Your father isn’t the only parent worried about leaving money outright to kids. He has a few options. Your father can leave money in his Will to a trust for the benefit of your brother and sister, and specify how the money is to be distributed to them. The trust itself is a part of the Will. Leaving money in a trust by way of a Will is called a “testamentary trust,” because the trust is established after your father dies. This will require a probate proceeding in most states.
Alternatively, your father can create a trust now, and in that trust he can distribute assets to trusts for your siblings as well. This will accomplish the same result, but avoid a probate proceeding at your father’s death. Lastly, your father could, in a Will or a trust, instruct the executor or Trustee to purchase an annuity for your siblings upon his death, that pays out a certain amount of money over a certain period of time, or, he could purchase an annuity like that during his lifetime, to be paid upon his death.
Dear Liza: I am the successor trustee of my parents trust. The have both passed and I was told before I disburse the assets I need to advertise a Notice to Creditors. How long and how many times do I need to advertise?
Since I don’t know which state you live in, I can only provide you with a very general answer. In most states, although not California, where I live and practice, if you are administering a trust, there’s no special creditor’s claim process that requires publication.
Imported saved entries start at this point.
/// Run trigger endpoints
///
/// `/run/{dag_id}` and `/run/{dag_id}/{*path}` accept any method. Headers,
/// query string, path captures and the JSON body become the run's `apiRequest`;
/// the response is the run summary with per-block status histories.

use crate::api::AppState;
use crate::workflow::types::ApiRequest;
use axum::{
    extract::{Path, Query, State},
    http::{HeaderMap, StatusCode},
    response::Json,
    routing::any,
    Router,
};
use serde_json::{json, Value};
use std::collections::HashMap;

/// Create run trigger routes
pub fn create_run_routes() -> Router<AppState> {
    Router::new()
        .route("/run/{dag_id}", any(run_dag))
        .route("/run/{dag_id}/{*path}", any(run_dag))
}

/// Lower-cased header map; non-UTF-8 values are skipped
fn collect_headers(headers: &HeaderMap) -> HashMap<String, String> {
    headers
        .iter()
        .filter_map(|(name, value)| {
            value
                .to_str()
                .ok()
                .map(|v| (name.as_str().to_ascii_lowercase(), v.to_string()))
        })
        .collect()
}

/// Empty body is `null`, anything else must be JSON
fn parse_body(body: &str) -> Result<Value, serde_json::Error> {
    if body.trim().is_empty() {
        Ok(Value::Null)
    } else {
        serde_json::from_str(body)
    }
}

/// Execute a DAG for an incoming request
async fn run_dag(
    State(state): State<AppState>,
    Path(mut captures): Path<HashMap<String, String>>,
    Query(query_params): Query<HashMap<String, String>>,
    headers: HeaderMap,
    body: String,
) -> Result<Json<Value>, (StatusCode, Json<Value>)> {
    let dag_id = captures.remove("dag_id").unwrap_or_default();
    tracing::info!("🎯 Run triggered for DAG: {}", dag_id);

    let dag = state.registry.get_dag(&dag_id).ok_or_else(|| {
        tracing::warn!("DAG not found: {}", dag_id);
        (
            StatusCode::NOT_FOUND,
            Json(json!({ "error": format!("DAG '{}' not found", dag_id) })),
        )
    })?;

    let body = parse_body(&body).map_err(|e| {
        tracing::warn!("Invalid JSON payload for DAG {}: {}", dag_id, e);
        (
            StatusCode::BAD_REQUEST,
            Json(json!({ "error": format!("invalid JSON body: {}", e) })),
        )
    })?;

    let request = ApiRequest {
        headers: collect_headers(&headers),
        query_params,
        path_params: captures,
        body,
    };

    let report = state
        .engine
        .execute_to_completion(&dag, request, state.resolver())
        .await;

    tracing::info!(
        "✅ Run {} of DAG {} finished: {} block(s) visited",
        report.run_id,
        dag_id,
        report.visited_blocks().len()
    );
    Ok(Json(report.summary()))
}

#[cfg(test)]
mod tests {
    use super::*;
    use axum::http::HeaderValue;

    #[test]
    fn empty_body_is_null() {
        assert_eq!(parse_body("").unwrap(), Value::Null);
        assert_eq!(parse_body("  \n").unwrap(), Value::Null);
        assert_eq!(parse_body(r#"{"a":1}"#).unwrap(), json!({ "a": 1 }));
        assert!(parse_body("{not json").is_err());
    }

    #[test]
    fn headers_are_lower_cased() {
        let mut headers = HeaderMap::new();
        headers.insert("X-Trace-Id", HeaderValue::from_static("abc"));
        let collected = collect_headers(&headers);
        assert_eq!(collected.get("x-trace-id").map(String::as_str), Some("abc"));
    }
}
Instead, creditors have a limited period of time in which to make a claim, and after that, it’s just too late. In California, again, that’s one year. In your state, it could be more, you’ll have to find out what the statute of limitations is after a death, you can try typing in “statute of limitations for claims against estate in _____” to your favorite web browser.
If there is a creditor’s claim process, that’s a way to accelerate the discovery and payment of creditors. Usually, that does involve publication that a person has died, and then there’s a specific number of days in which any creditors can make a claim against the trust’s assets (and this is less than the time allowed by that state’s statute of limitations). Once that claim is made, the Trustee has a certain number of days to either pay, or deny that claim. If a creditor fails to make a claim within the required time period, they are then barred, forever after, from making a claim. This is similar to how creditor’s claims are handled in probate — a notice is given, a time limit runs, there’s a process for paying or contesting a claim, and then a creditor is barred. This is all an attempt to have some finality after a death, so beneficiaries can inherit without the fear of lurking liabilities out there.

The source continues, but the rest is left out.